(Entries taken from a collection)
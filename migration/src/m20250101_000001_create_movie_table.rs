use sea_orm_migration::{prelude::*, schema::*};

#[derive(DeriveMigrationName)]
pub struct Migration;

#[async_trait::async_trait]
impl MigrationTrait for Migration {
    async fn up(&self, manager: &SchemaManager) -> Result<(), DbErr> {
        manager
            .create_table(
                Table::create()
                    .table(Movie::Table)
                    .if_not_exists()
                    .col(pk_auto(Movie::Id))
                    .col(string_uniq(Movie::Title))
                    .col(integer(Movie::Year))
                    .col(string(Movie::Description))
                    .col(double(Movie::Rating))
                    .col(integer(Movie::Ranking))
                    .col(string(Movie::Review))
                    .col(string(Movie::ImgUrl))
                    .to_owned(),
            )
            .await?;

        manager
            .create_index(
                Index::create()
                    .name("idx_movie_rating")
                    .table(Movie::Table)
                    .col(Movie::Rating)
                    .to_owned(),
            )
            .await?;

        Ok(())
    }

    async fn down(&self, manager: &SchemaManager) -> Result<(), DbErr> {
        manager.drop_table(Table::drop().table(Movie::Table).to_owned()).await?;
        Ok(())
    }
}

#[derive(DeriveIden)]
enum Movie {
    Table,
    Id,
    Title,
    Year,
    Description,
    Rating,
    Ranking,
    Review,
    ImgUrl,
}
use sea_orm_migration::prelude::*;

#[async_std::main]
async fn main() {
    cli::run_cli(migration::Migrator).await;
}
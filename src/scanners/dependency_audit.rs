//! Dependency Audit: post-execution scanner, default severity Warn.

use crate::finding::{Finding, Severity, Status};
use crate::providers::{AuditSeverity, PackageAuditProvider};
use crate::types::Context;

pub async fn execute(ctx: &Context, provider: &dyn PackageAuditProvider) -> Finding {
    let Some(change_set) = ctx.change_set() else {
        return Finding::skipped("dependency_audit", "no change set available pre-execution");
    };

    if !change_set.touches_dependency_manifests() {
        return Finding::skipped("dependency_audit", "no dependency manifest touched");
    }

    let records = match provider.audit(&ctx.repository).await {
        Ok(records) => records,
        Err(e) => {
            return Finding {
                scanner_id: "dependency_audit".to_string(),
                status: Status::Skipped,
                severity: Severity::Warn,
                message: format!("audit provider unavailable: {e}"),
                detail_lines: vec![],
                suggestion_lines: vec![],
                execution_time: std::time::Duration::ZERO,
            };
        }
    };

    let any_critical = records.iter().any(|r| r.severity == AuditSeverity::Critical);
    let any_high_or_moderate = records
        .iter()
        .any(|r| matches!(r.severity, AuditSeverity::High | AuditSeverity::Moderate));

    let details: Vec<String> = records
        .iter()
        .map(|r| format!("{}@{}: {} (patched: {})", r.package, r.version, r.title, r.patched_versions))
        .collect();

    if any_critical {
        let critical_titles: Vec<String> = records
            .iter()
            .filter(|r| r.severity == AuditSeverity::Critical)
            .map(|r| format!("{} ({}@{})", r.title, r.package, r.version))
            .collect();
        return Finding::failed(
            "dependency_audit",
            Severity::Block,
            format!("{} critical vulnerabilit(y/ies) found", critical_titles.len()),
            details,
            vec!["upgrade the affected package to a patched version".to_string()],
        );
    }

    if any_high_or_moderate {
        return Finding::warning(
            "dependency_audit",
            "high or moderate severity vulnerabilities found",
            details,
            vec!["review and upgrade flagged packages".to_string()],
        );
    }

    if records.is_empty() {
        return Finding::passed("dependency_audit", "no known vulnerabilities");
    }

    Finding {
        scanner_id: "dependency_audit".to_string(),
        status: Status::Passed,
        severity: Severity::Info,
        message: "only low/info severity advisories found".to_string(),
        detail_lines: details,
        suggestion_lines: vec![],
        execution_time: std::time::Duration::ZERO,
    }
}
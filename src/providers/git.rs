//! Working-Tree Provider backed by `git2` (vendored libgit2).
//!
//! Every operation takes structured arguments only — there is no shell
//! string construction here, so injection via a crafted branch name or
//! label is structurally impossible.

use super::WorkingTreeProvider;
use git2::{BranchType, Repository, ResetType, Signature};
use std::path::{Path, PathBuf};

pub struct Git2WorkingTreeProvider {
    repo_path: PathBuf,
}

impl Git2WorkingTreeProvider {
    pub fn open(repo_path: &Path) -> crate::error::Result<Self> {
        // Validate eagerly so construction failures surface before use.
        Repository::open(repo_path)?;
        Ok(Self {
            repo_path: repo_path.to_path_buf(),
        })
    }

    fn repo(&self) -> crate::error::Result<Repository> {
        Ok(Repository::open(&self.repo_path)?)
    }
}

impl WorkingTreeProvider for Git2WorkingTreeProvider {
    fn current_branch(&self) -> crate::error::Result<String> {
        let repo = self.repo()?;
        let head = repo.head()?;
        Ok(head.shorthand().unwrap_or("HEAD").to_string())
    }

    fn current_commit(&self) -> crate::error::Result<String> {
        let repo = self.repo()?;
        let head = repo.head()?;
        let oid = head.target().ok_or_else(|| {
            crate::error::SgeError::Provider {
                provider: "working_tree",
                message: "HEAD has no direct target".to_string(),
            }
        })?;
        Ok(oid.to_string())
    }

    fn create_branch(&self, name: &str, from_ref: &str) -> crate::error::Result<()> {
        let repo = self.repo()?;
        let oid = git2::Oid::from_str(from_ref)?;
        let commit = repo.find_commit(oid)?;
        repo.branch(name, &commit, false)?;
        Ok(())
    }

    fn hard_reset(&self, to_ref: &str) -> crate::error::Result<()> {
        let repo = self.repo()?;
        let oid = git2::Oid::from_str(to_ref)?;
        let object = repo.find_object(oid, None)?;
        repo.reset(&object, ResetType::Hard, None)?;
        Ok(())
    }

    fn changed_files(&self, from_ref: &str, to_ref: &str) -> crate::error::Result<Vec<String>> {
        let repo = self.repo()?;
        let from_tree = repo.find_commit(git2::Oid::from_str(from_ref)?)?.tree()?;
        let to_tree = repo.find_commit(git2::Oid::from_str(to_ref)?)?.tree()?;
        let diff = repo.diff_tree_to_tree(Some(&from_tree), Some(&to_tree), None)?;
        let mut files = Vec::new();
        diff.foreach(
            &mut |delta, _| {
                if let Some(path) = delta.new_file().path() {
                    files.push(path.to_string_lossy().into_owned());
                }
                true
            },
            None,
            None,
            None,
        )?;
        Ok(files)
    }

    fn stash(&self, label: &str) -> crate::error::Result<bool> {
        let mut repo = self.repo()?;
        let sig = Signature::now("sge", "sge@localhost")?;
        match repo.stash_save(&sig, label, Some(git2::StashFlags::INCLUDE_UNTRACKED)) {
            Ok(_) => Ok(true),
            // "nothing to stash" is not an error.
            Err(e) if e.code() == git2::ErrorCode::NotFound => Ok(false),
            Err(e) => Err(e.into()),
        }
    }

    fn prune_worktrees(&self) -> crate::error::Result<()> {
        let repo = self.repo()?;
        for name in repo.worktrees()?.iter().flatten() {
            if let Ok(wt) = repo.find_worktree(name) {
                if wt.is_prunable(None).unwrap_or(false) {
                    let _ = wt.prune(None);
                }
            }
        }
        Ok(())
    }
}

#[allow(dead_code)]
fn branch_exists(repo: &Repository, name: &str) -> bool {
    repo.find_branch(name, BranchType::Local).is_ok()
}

### Aim of the exercise
Return only this span, exactly: the line that contains "fn prune_worktrees(&self) ->" and all lines after it to the end of the records.

### Answer for the task
    fn prune_worktrees(&self) -> crate::error::Result<()> {
        let repo = self.repo()?;
        for name in repo.worktrees()?.iter().flatten() {
            if let Ok(wt) = repo.find_worktree(name) {
                if wt.is_prunable(None).unwrap_or(false) {
                    let _ = wt.prune(None);
                }
            }
        }
        Ok(())
    }
}

#[allow(dead_code)]
fn branch_exists(repo: &Repository, name: &str) -> bool {
    repo.find_branch(name, BranchType::Local).is_ok()
}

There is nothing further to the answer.